« Je n’ai rien fait. » Un homme de 32 ans s’est vivement défendu d’avoir poignardé sa compagne au tribunal de Quimper (Finistère). Mardi 14 avril 2026, il a été jugé en comparution immédiate. La victime n’était pas à l’audience. « Elle aurait pu être là pour vous disculper », pense le procureur.
Les violences remontent au vendredi 10 avril à Coray. Vers 21h15, le prévenu se rend chez ses voisins pour prévenir les pompiers. Sa conjointe vient de recevoir un coup de couteau à la gorge. Qui en était l’auteur ? C’était l’un des enjeux de ce procès.
« Une bêtise »
Le 10 avril, un peu plus tôt dans la journée, le couple est expulsé de son logement. Il s’installe en urgence à Coray dans l’appartement d’un ami. Il commence à boire du whisky. « Je suis allé faire des courses. J’étais un peu en retard. Elle était en colère », a rapporté le prévenu.

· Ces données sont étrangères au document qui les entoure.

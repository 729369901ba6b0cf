//! The message analyzer used for both training and serving.
//!
//! Chain: word tokenization, lowercasing, alphabetic filtering, English stop
//! word removal, noun lemmatization, Porter stemming. The training pipeline
//! and the inference service share this one analyzer; the persisted pipeline
//! records which analyzer produced its vocabulary, so a message can never be
//! normalized differently on the two sides.

use std::fmt::Debug;
use std::fmt::Formatter;
use std::sync::Arc;

use crate::analysis::analyzer::Analyzer;
use crate::analysis::analyzer::pipeline::PipelineAnalyzer;
use crate::analysis::token::TokenStream;
use crate::analysis::token_filter::alphabetic::AlphabeticFilter;
use crate::analysis::token_filter::lemma::LemmaFilter;
use crate::analysis::token_filter::lowercase::LowercaseFilter;
use crate::analysis::token_filter::stem::StemFilter;
use crate::analysis::token_filter::stop::StopFilter;
use crate::analysis::tokenizer::word::WordTokenizer;
use crate::error::Result;

/// Analyzer for disaster-response messages.
#[derive(Clone)]
pub struct MessageAnalyzer {
    inner: PipelineAnalyzer,
}

impl MessageAnalyzer {
    pub fn new() -> Self {
        let tokenizer = Arc::new(WordTokenizer::new());
        let analyzer = PipelineAnalyzer::new(tokenizer)
            .add_filter(Arc::new(LowercaseFilter::new()))
            .add_filter(Arc::new(AlphabeticFilter::new()))
            .add_filter(Arc::new(StopFilter::new()))
            .add_filter(Arc::new(LemmaFilter::new()))
            .add_filter(Arc::new(StemFilter::new()))
            .with_name("message".to_string());

        Self { inner: analyzer }
    }
}

impl Default for MessageAnalyzer {
    fn default() -> Self {
        Self::new()
    }
}

impl Analyzer for MessageAnalyzer {
    fn analyze(&self, text: &str) -> Result<TokenStream> {
        self.inner.analyze(text)
    }

    fn name(&self) -> &'static str {
        "message"
    }
}

impl Debug for MessageAnalyzer {
    fn fmt(&self, f: &mut Formatter<'_>) -> std::fmt::Result {
        f.debug_struct("MessageAnalyzer")
            .field("inner", &self.inner)
            .finish()
    }
}

#[cfg(test)]
mod tests {
    use super::*;

    #[test]
    fn test_message_analyzer() {
        let analyzer = MessageAnalyzer::new();

        let tokens = analyzer
            .normalize("We urgently need water and food supplies!")
            .unwrap();

        // Stop words removed, plurals lemmatized, stems applied
        assert_eq!(tokens, vec!["urgent", "need", "water", "food", "suppli"]);
    }

    #[test]
    fn test_non_alphabetic_dropped() {
        let analyzer = MessageAnalyzer::new();

        let tokens = analyzer.normalize("3 families at km42").unwrap();
        assert_eq!(tokens, vec!["famili"]);
    }

    #[test]
    fn test_empty_message_normalizes_to_empty() {
        let analyzer = MessageAnalyzer::new();

        assert!(analyzer.normalize("").unwrap().is_empty());
        assert!(analyzer.normalize("!!! ... 123").unwrap().is_empty());
    }

    #[test]
    fn test_deterministic() {
        let analyzer = MessageAnalyzer::new();
        let text = "Flooding reported near the eastern bridges";

        assert_eq!(
            analyzer.normalize(text).unwrap(),
            analyzer.normalize(text).unwrap()
        );
    }

    #[test]
    fn test_analyzer_name() {
        assert_eq!(MessageAnalyzer::new().name(), "message");
    }
}
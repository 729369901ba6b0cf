//! The labeled message corpus: loading, validation, and aggregates.

pub mod corpus;
pub mod stats;
pub mod store;

pub use corpus::LabeledCorpus;
pub use stats::{CategoryDistribution, category_distribution, most_frequent_tokens};
pub use store::{CorpusConfig, load_corpus};
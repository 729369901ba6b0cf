//! Token types for text analysis.
//!
//! A [`Token`] is the unit that flows through the analysis pipeline: the
//! tokenizer produces them, filters transform or drop them, and the feature
//! extractor consumes their text.
//!
//! # Examples
//!
//! ```
//! use mayday::analysis::token::Token;
//!
//! let token = Token::new("water", 0);
//! assert_eq!(token.text, "water");
//! assert_eq!(token.position, 0);
//! ```

use std::fmt;

use serde::{Deserialize, Serialize};

/// A token represents a single unit of text after tokenization.
#[derive(Clone, Debug, PartialEq, Eq, Serialize, Deserialize)]
pub struct Token {
    /// The text content of the token
    pub text: String,

    /// The position of the token in the original token stream (0-based)
    pub position: usize,

    /// The byte offset where this token starts in the original text
    pub start_offset: usize,

    /// The byte offset where this token ends in the original text
    pub end_offset: usize,

    /// Whether this token has been marked as stopped (removed) by a filter
    pub stopped: bool,
}

impl Token {
    /// Create a new token with the given text and position.
    pub fn new<S: Into<String>>(text: S, position: usize) -> Self {
        Token {
            text: text.into(),
            position,
            start_offset: 0,
            end_offset: 0,
            stopped: false,
        }
    }

    /// Create a new token with text, position, and byte offsets.
    pub fn with_offsets<S: Into<String>>(
        text: S,
        position: usize,
        start_offset: usize,
        end_offset: usize,
    ) -> Self {
        Token {
            text: text.into(),
            position,
            start_offset,
            end_offset,
            stopped: false,
        }
    }

    /// Get the length of the token text in bytes.
    pub fn len(&self) -> usize {
        self.text.len()
    }

    /// Check if the token text is empty.
    pub fn is_empty(&self) -> bool {
        self.text.is_empty()
    }

    /// Mark this token as stopped.
    pub fn stop(mut self) -> Self {
        self.stopped = true;
        self
    }

    /// Check if this token is stopped.
    pub fn is_stopped(&self) -> bool {
        self.stopped
    }

    /// Clone this token with updated text.
    pub fn with_text<S: Into<String>>(&self, text: S) -> Self {
        let mut token = self.clone();
        token.text = text.into();
        token
    }
}

impl fmt::Display for Token {
    fn fmt(&self, f: &mut fmt::Formatter<'_>) -> fmt::Result {
        write!(f, "{}", self.text)
    }
}

/// A token stream represents a sequence of tokens from the analysis pipeline.
pub type TokenStream = Box<dyn Iterator<Item = Token>>;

Mais selon lui, elle s’est elle-même porté le coup de couteau. « Là, on a fait une bêtise », aurait-elle déclaré aux gendarmes.
Son pronostic vital n’était pas engagé. Sa plaie assez superficielle de 4 cm a nécessité quatre points de suture, avec cinq jours d’incapacité totale de travail.
Au cours de l’audience, le procureur a tiqué sur la réaction du prévenu. « Il a nettoyé la lame du couteau et demandé à ses voisins de dissimuler l’arme. »
Fortement alcoolisés
Le soir des violences, l’un et l’autre étaient fortement alcoolisés. Monsieur avait près de 2 g d’alcool par litre de sang. Mais il nie toute addiction. « Elle, elle avait beaucoup plus que moi. »
L’homme cumule 13 mentions au casier. Il est sorti de prison début 2026. Sans emploi, il souffre de problèmes de santé, suit un traitement à la méthadone.
Relaxé
Son avocat a plaidé la relaxe :
Dans ce dossier, on se crée un scénario à partir de bribes d’information alors que depuis le début, il affirme qu’il n’a rien fait.
Le procureur avait requis 14 mois de prison ferme. L’homme a finalement été relaxé.